Теперь, когда мы знаем, что это сам владелец иномарки серебряного цвета, из-за границу, описывает свой адюльтер, превращая трагедию всего лишь полугодовой давности в доходный листаж, то, перечитывая ретроспективно его «лирические отступления», якобы не имеющие никакого отношения к повествуемому, невозможно не содрогаться от омерзения. Взять хотя бы самое вступление — такое на первый взгляд неинтересное и не относящееся к делу... Вот только один «совершенно безобидный» и как бы вовсе неуместный пассаж из него: «...Та история, которая будет дальше рассказана, а она еще не написана, конечно, будет совершенно невыдуманной, а тем не менее, мне ее написать хочется, точно она есть сплошное произведение фантазии, игра ума, феерия. И коль скоро мне ее так хочется донести читателю, то уверяю, она будет интересной в не меньшей степени, чем любое приключенческое чтиво...» Это ж подумать только: буквально через полгода после того, как из-за его жлобской любви к своей иномарке погибла женщина, он совершенно спокойно, отстраненным тоном собирается превратить эту трагедию в обыкновенное гонорарное чтиво, «интересное в не меньшей степени, чем любое приключенческое».

И вот так — на каждой странице, в каждом абзаце, теперь гротескно и выпукло проступает мурло обыкновенного пост-советского интеллигента. Одного из нас. Такого же, как и мы все. И самое страшное в том, что такая прорисовка образа главного героя Вл. Хлумова — чистейшая жизненная правда. Это — жизненный тип, и в каждом из нас живет частичка этого жлоба. Увы. И вот чтобы раскрыть нам глаза на это, талантливые люди и создают романы. В том числе и в форме мениппеи.

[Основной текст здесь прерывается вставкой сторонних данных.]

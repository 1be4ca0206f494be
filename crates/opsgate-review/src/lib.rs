// crates/opsgate-review/src/lib.rs
// ============================================================================
// Crate: opsgate-review
// Description: Human-approval queue with risk tiers and auto-expiration
//              (M5).
// Purpose: Hold every `ReviewItem` awaiting, or resolved by, human
//          approval, and run the risk-tiered auto-expiration sweep.
// Dependencies: opsgate-core, opsgate-reliability, serde, serde_json,
//               thiserror, tokio, tracing
// ============================================================================

//! ## Overview
//! [`ReviewManager`] is the Review Manager: `queue_for_review` accepts a
//! `ReasoningResult` that the Output Publisher decided needs a human in the
//! loop, `approve`/`reject` resolve it, and `auto_expire` runs the
//! risk-tiered sweep over items nearing expiry. Every transition is
//! persisted as a complete snapshot and announced on the event hub.

mod manager;

pub use manager::AutoExpireOutcome;
pub use manager::QueueFilters;
pub use manager::ReviewError;
pub use manager::ReviewManager;
pub use manager::ReviewStats;
pub use manager::WaitTimeStats;
// crates/opsgate-core/src/identifiers.rs
// ============================================================================
// Module: Ops Gate Identifiers
// Description: Opaque, string-backed identifiers used across the pipeline.
// Purpose: Provide strongly typed, serializable IDs with stable string forms.
// Dependencies: serde, uuid
// ============================================================================

//! ## Overview
//! Identifiers are opaque newtypes over `String`. Most are minted locally
//! (signals, decisions, reviews, queued actions all get an ID the moment
//! they are created here) rather than supplied by a caller, so each type
//! exposes a `generate()` constructor backed by a random UUID alongside the
//! explicit `new()` constructor used for deserialized or test data.

use std::fmt;

use serde::Deserialize;
use serde::Serialize;

macro_rules! opaque_id {
    ($(#[$meta:meta])* $name:ident) => {
        $(#[$meta])*
        #[derive(Debug, Clone, PartialEq, Eq, PartialOrd, Ord, Hash, Serialize, Deserialize)]
        #[serde(transparent)]
        pub struct $name(String);

        impl $name {
            /// Creates an identifier from an existing string value.
            #[must_use]
            pub fn new(id: impl Into<String>) -> Self {
                Self(id.into())
            }

            /// Mints a fresh, randomly generated identifier.
            #[must_use]
            pub fn generate() -> Self {
                Self(uuid::Uuid::new_v4().to_string())
            }

            /// Returns the identifier as a string slice.
            #[must_use]
            pub fn as_str(&self) -> &str {
                &self.0
            }
        }

        impl fmt::Display for $name {
            fn fmt(&self, f: &mut fmt::Formatter<'_>) -> fmt::Result {
                self.0.fmt(f)
            }
        }

        impl From<&str> for $name {
            fn from(value: &str) -> Self {
                Self::new(value)
            }
        }

        impl From<String> for $name {
            fn from(value: String) -> Self {
                Self::new(value)
            }
        }
    };
}

opaque_id!(
    /// Identifier for a raw inbound `Signal`.
    SignalId
);
opaque_id!(
    /// Identifier for a `Decision` produced by the Decision Maker.
    DecisionId
);
opaque_id!(
    /// Identifier for a `ReviewItem` queued in the Review Manager.
    ReviewId
);
opaque_id!(
    /// Identifier for a `QueuedAction` owned by the Queue Manager.
    ActionId
);
opaque_id!(
    /// Identifier that follows an action from publisher through executor.
    CorrelationId
);
opaque_id!(
    /// Identifier for a publication recorded in the Output Publisher's audit log.
    PublicationId
);
opaque_id!(
    /// Deterministic fingerprint of a semantically equivalent LLM request.
    Fingerprint
);

#[cfg(test)]
mod tests {
    use super::SignalId;

    #[test]
    fn generate_produces_distinct_ids() {
        assert_ne!(SignalId::generate(), SignalId::generate());
    }

    #[test]
    fn round_trips_through_display_and_new() {
        let id = SignalId::new("e1");
        assert_eq!(id.as_str(), "e1");
        assert_eq!(id.to_string(), "e1");
    }
}
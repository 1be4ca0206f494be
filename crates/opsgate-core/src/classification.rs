// crates/opsgate-core/src/classification.rs
// ============================================================================
// Module: Classification
// Description: The Classifier's validated judgment of a preprocessed signal.
// Purpose: Define Classification and its enums, enforcing its invariant.
// Dependencies: crate::error, serde
// ============================================================================

//! ## Overview
//! A `Classification` is produced by the Classifier from L7 output and
//! validated against a schema before this type is ever constructed (schema
//! validation lives in the contract crate; this module enforces the one
//! invariant that is independent of wire shape: `critical` urgency implies
//! either `requiresImmediate` or `confidence >= 0.7`).

use serde::Deserialize;
use serde::Serialize;

use crate::error::CoreError;

/// How urgently a signal demands action.
#[derive(Debug, Clone, Copy, PartialEq, Eq, PartialOrd, Ord, Serialize, Deserialize)]
#[serde(rename_all = "snake_case")]
pub enum Urgency {
    /// Can wait indefinitely.
    Low,
    /// Should be handled within the normal course of business.
    Medium,
    /// Should be handled soon.
    High,
    /// Demands immediate attention.
    Critical,
}

/// How consequential a signal is, independent of urgency.
#[derive(Debug, Clone, Copy, PartialEq, Eq, PartialOrd, Ord, Serialize, Deserialize)]
#[serde(rename_all = "snake_case")]
pub enum Importance {
    /// Low consequence if mishandled.
    Low,
    /// Moderate consequence if mishandled.
    Medium,
    /// High consequence if mishandled.
    High,
}

/// The closed set of signal categories the classifier may assign.
#[derive(Debug, Clone, Copy, PartialEq, Eq, Serialize, Deserialize)]
#[serde(rename_all = "snake_case")]
pub enum Category {
    /// A meeting invite or scheduling request.
    Meeting,
    /// A task or to-do request.
    Task,
    /// A status or progress report.
    Report,
    /// A question awaiting an answer.
    Question,
    /// An informational notification.
    Notification,
    /// An alert about a monitored condition.
    Alert,
    /// A request for action or resource.
    Request,
    /// General information with no requested action.
    Information,
    /// A production or operational incident.
    Incident,
    /// A software defect report.
    Bug,
    /// A financial matter.
    Finance,
    /// Unsolicited or low-value content.
    Spam,
    /// A product feature request or proposal.
    Feature,
}

impl Category {
    /// Returns whether this category is spam.
    #[must_use]
    pub const fn is_spam(self) -> bool {
        matches!(self, Self::Spam)
    }
}

/// A suggested follow-up action, free text from the LLM's reasoning.
pub type SuggestedAction = String;

/// The Classifier's validated judgment of a `PreprocessedSignal`.
#[derive(Debug, Clone, PartialEq, Serialize, Deserialize)]
pub struct Classification {
    /// How urgently the signal demands action.
    pub urgency: Urgency,
    /// How consequential the signal is.
    pub importance: Importance,
    /// The assigned category.
    pub category: Category,
    /// Model confidence in `[0, 1]`.
    pub confidence: f64,
    /// Free-text justification, 10-500 characters.
    pub reasoning: String,
    /// Suggested follow-up actions.
    #[serde(default)]
    pub suggested_actions: Vec<SuggestedAction>,
    /// Whether the classifier judges this signal needs immediate handling.
    pub requires_immediate: bool,
}

impl Classification {
    /// Builds a `Classification`, enforcing the confidence range, reasoning
    /// length, and critical-urgency invariants.
    ///
    /// # Errors
    ///
    /// Returns [`CoreError::OutOfRange`] if `confidence` is outside
    /// `[0, 1]`, [`CoreError::InvalidLength`] if `reasoning` is outside
    /// 10-500 characters, or [`CoreError::Invariant`] if `urgency` is
    /// `Critical` while neither `requires_immediate` nor `confidence >= 0.7`
    /// holds.
    pub fn new(
        urgency: Urgency,
        importance: Importance,
        category: Category,
        confidence: f64,
        reasoning: String,
        suggested_actions: Vec<SuggestedAction>,
        requires_immediate: bool,
    ) -> Result<Self, CoreError> {
        if !(0.0..=1.0).contains(&confidence) {
            return Err(CoreError::OutOfRange {
                field: "confidence",
                min: 0.0,
                max: 1.0,
                actual: confidence,
            });
        }
        let len = reasoning.chars().count();
        if !(10..=500).contains(&len) {
            return Err(CoreError::InvalidLength {
                field: "reasoning",
                min: 10,
                max: 500,
                actual: len,
            });
        }
        if urgency == Urgency::Critical && !requires_immediate && confidence < 0.7 {
            return Err(CoreError::Invariant(
                "critical urgency requires requires_immediate or confidence >= 0.7".to_string(),
            ));
        }
        Ok(Self {
            urgency,
            importance,
            category,
            confidence,
            reasoning,
            suggested_actions,
            requires_immediate,
        })
    }
}

#[cfg(test)]
mod tests {
    use super::Category;
    use super::Classification;
    use super::Importance;
    use super::Urgency;

    fn reasoning() -> String {
        "production errors detected in logs".to_string()
    }

    #[test]
    fn critical_without_immediate_or_confidence_is_rejected() {
        let result = Classification::new(
            Urgency::Critical,
            Importance::High,
            Category::Incident,
            0.5,
            reasoning(),
            Vec::new(),
            false,
        );
        assert!(result.is_err());
    }

    #[test]
    fn critical_with_high_confidence_is_accepted() {
        let result = Classification::new(
            Urgency::Critical,
            Importance::High,
            Category::Incident,
            0.8,
            reasoning(),
            Vec::new(),
            false,
        );
        assert!(result.is_ok());
    }

    #[test]
    fn critical_with_requires_immediate_is_accepted() {
        let result = Classification::new(
            Urgency::Critical,
            Importance::High,
            Category::Incident,
            0.2,
            reasoning(),
            Vec::new(),
            true,
        );
        assert!(result.is_ok());
    }
}
// crates/opsgate-review/src/manager.rs
// ============================================================================
// Module: Review Manager (M5)
// Description: Durable human-approval queue with risk-tiered
//              auto-expiration and aggregate statistics.
// Dependencies: opsgate-core, opsgate-reliability
// ============================================================================

//! ## Overview
//! [`ReviewManager`] owns every `ReviewItem` queued for human approval. It
//! assigns a risk tier (or accepts a caller-supplied one), derives the
//! auto-expiration deadline from that tier, and exposes the sweep that
//! resolves expired items per the risk-tier table: `low`/`medium` auto
//! approve, `high` auto-rejects only when time-sensitive, `critical` never
//! auto-transitions.

use std::collections::HashMap;
use std::path::PathBuf;
use std::sync::Arc;
use std::time::Duration;

use opsgate_core::ActionParams;
use opsgate_core::CoreError;
use opsgate_core::EventPriority;
use opsgate_core::HubEvent;
use opsgate_core::Modification;
use opsgate_core::ReasoningResult;
use opsgate_core::ReviewId;
use opsgate_core::ReviewItem;
use opsgate_core::ReviewReason;
use opsgate_core::ReviewStatus;
use opsgate_core::RiskLevel;
use opsgate_core::Timestamp;
use opsgate_core::Urgency;
use opsgate_reliability::EventHub;
use opsgate_reliability::load_snapshot;
use opsgate_reliability::write_snapshot;
use opsgate_reliability::PersistenceError;
use serde::Deserialize;
use serde::Serialize;
use serde_json::json;
use thiserror::Error;
use tokio::sync::Mutex;
use tracing::info;

const LOW_EXPIRY: Duration = Duration::from_secs(60 * 60);
const MEDIUM_EXPIRY: Duration = Duration::from_secs(4 * 60 * 60);
const HIGH_EXPIRY: Duration = Duration::from_secs(24 * 60 * 60);

const TIME_SENSITIVE_KEYWORDS: [&str; 5] =
    ["asap", "urgent", "deadline", "immediate", "time-sensitive"];

/// Errors raised while managing the review queue.
#[derive(Debug, Error)]
pub enum ReviewError {
    /// No review with this id is queued.
    #[error("review {0} not found")]
    NotFound(ReviewId),
    /// `reasoningResult.decisionStage` was absent; nothing to review.
    #[error("reasoning result has no decision to review")]
    MissingDecision,
    /// An invariant enforced by `opsgate_core::review` was violated.
    #[error(transparent)]
    Invariant(#[from] CoreError),
    /// The queue snapshot could not be written or read.
    #[error(transparent)]
    Persistence(#[from] PersistenceError),
}

/// Filters accepted by [`ReviewManager::get_queue`].
#[derive(Debug, Clone, Copy, Default)]
pub struct QueueFilters {
    /// Restrict to items with this status.
    pub status: Option<ReviewStatus>,
    /// Restrict to items with this risk level.
    pub risk_level: Option<RiskLevel>,
}

/// Wait-time distribution, in milliseconds.
#[derive(Debug, Clone, Copy, Default, PartialEq, Serialize, Deserialize)]
pub struct WaitTimeStats {
    /// Mean wait time across every queued item.
    pub mean_ms: f64,
    /// Median wait time across every queued item.
    pub median_ms: u64,
    /// Maximum wait time observed.
    pub max_ms: u64,
}

/// Aggregate statistics over the review queue.
#[derive(Debug, Clone, Default, Serialize, Deserialize)]
pub struct ReviewStats {
    /// Count of items currently in each status.
    pub counts_by_status: HashMap<ReviewStatus, usize>,
    /// Count of items at each risk level.
    pub counts_by_risk: HashMap<RiskLevel, usize>,
    /// Count of items queued for each reason (an item may count under
    /// several reasons at once).
    pub counts_by_reason: HashMap<ReviewReason, usize>,
    /// Distribution of time spent in the queue, resolved or not.
    pub wait_time: WaitTimeStats,
    /// `approved + auto_approved` divided by every terminal item.
    pub approval_rate: f64,
    /// `rejected + auto_rejected` divided by every terminal item.
    pub rejection_rate: f64,
    /// Total items ever queued, including resolved ones.
    pub total: usize,
}

/// Outcome of one [`ReviewManager::auto_expire`] sweep.
#[derive(Debug, Clone, Default)]
pub struct AutoExpireOutcome {
    /// Items auto-approved this sweep.
    pub auto_approved: Vec<ReviewItem>,
    /// Items auto-rejected this sweep.
    pub auto_rejected: Vec<ReviewItem>,
}

#[derive(Default, Serialize, Deserialize)]
struct QueueSnapshot {
    items: Vec<ReviewItem>,
}

/// Manages `ReviewItem`s awaiting, or resolved by, human approval.
pub struct ReviewManager {
    items: Mutex<HashMap<ReviewId, ReviewItem>>,
    store_path: PathBuf,
    event_hub: Arc<EventHub>,
}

Нет, «Листья московской осени» ни в коем случае не «взлетная полоса ее Автора». Это — творческая вершина, которая оказалась недоступной даже для Айрис Мэрдок. И эта вершина находится где-то в окрестностях мениппей Великих. Что на уровне М.А. Булгакова — это уж точно. И хочется надеяться, что она у Вл. Хлумова не последняя.

Во всяком случае ему удалось решить композиционную задачу, за которую не взялись ни Шекспир, ни Джойс, ни Булгаков; задача, которую решил только Пушкин в «Онегине», и которую пыталась, но не сумела решить Мэрдок. Вот это Ваш ряд. А Франсуаза Саган... Господи, да кто на такая?..

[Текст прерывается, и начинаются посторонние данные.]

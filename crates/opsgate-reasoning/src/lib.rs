// crates/opsgate-reasoning/src/lib.rs
// ============================================================================
// Crate: opsgate-reasoning
// Description: Signal preprocessing, classification, decision-making, and
//              pipeline sequencing (M1-M4).
// Purpose: Turn a raw Signal into a validated Decision, suspending only on
//          LLM calls and cache lookups.
// Dependencies: opsgate-cache, opsgate-contract, opsgate-core, opsgate-llm,
//               regex, tokio, tracing
// ============================================================================

//! ## Overview
//! This crate implements the reasoning half of the gate: [`preprocessor`]
//! cleans and enriches a raw signal (M1), [`classifier`] turns it into a
//! validated [`opsgate_core::Classification`] (M2), [`decision_maker`] turns
//! that into a validated [`opsgate_core::Decision`] (M3), and [`pipeline`]
//! sequences all three into one [`opsgate_core::ReasoningResult`] per signal
//! (M4). The crate does not call external adapters directly; the only
//! suspension points are LLM calls and response-cache lookups.

mod cleaning;
mod classifier;
mod decision_maker;
mod entities;
mod extraction;
mod language;
mod pipeline;
mod preprocessor;

pub use classifier::Classifier;
pub use classifier::ClassifierConfig;
pub use classifier::ClassifierError;
pub use classifier::ClassifyOutcome;
pub use cleaning::clean;
pub use cleaning::normalize_whitespace;
pub use cleaning::remove_quoted_reply;
pub use cleaning::remove_signature;
pub use decision_maker::DecisionMaker;
pub use decision_maker::DecisionMakerError;
pub use decision_maker::PolicyBlockers;
pub use entities::ActionItem;
pub use entities::ActionPriority;
pub use entities::Contextualized;
pub use entities::ExtractedEntities;
pub use pipeline::ReasoningPipeline;
pub use preprocessor::preprocess;
pub use preprocessor::PreprocessResult;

Рассматриваю «ЛМО» еще и как этюд, как мастер-класс, демонстрирующий, что композиционные возможности при создании мениппеи Великими далеко не исчерпаны.

... А пока весь МГУ будет продолжать валом ломиться на бесцветные выступления Умберто Эко, не подозревая о том, что подлинный гений литературы здесь же, с ними рядом. На фоне которого все эти Эки и Саганы — просто пигмеи.

... У нас всегда такая трогательная любовь к иномаркам...

Если бы мне предложили защитить диссертацию по теории литературы «на примере романа...», то выбрал бы не Шекспира, Пушкина или Булгакова, а «Листья московской осени» — они писались как бы на роль предельно ясной и доходчивой иллюстрации к теории мениппеи. К тому же, написано современником, на злобу дня: «Какой же ты, интеллигент, подонок!»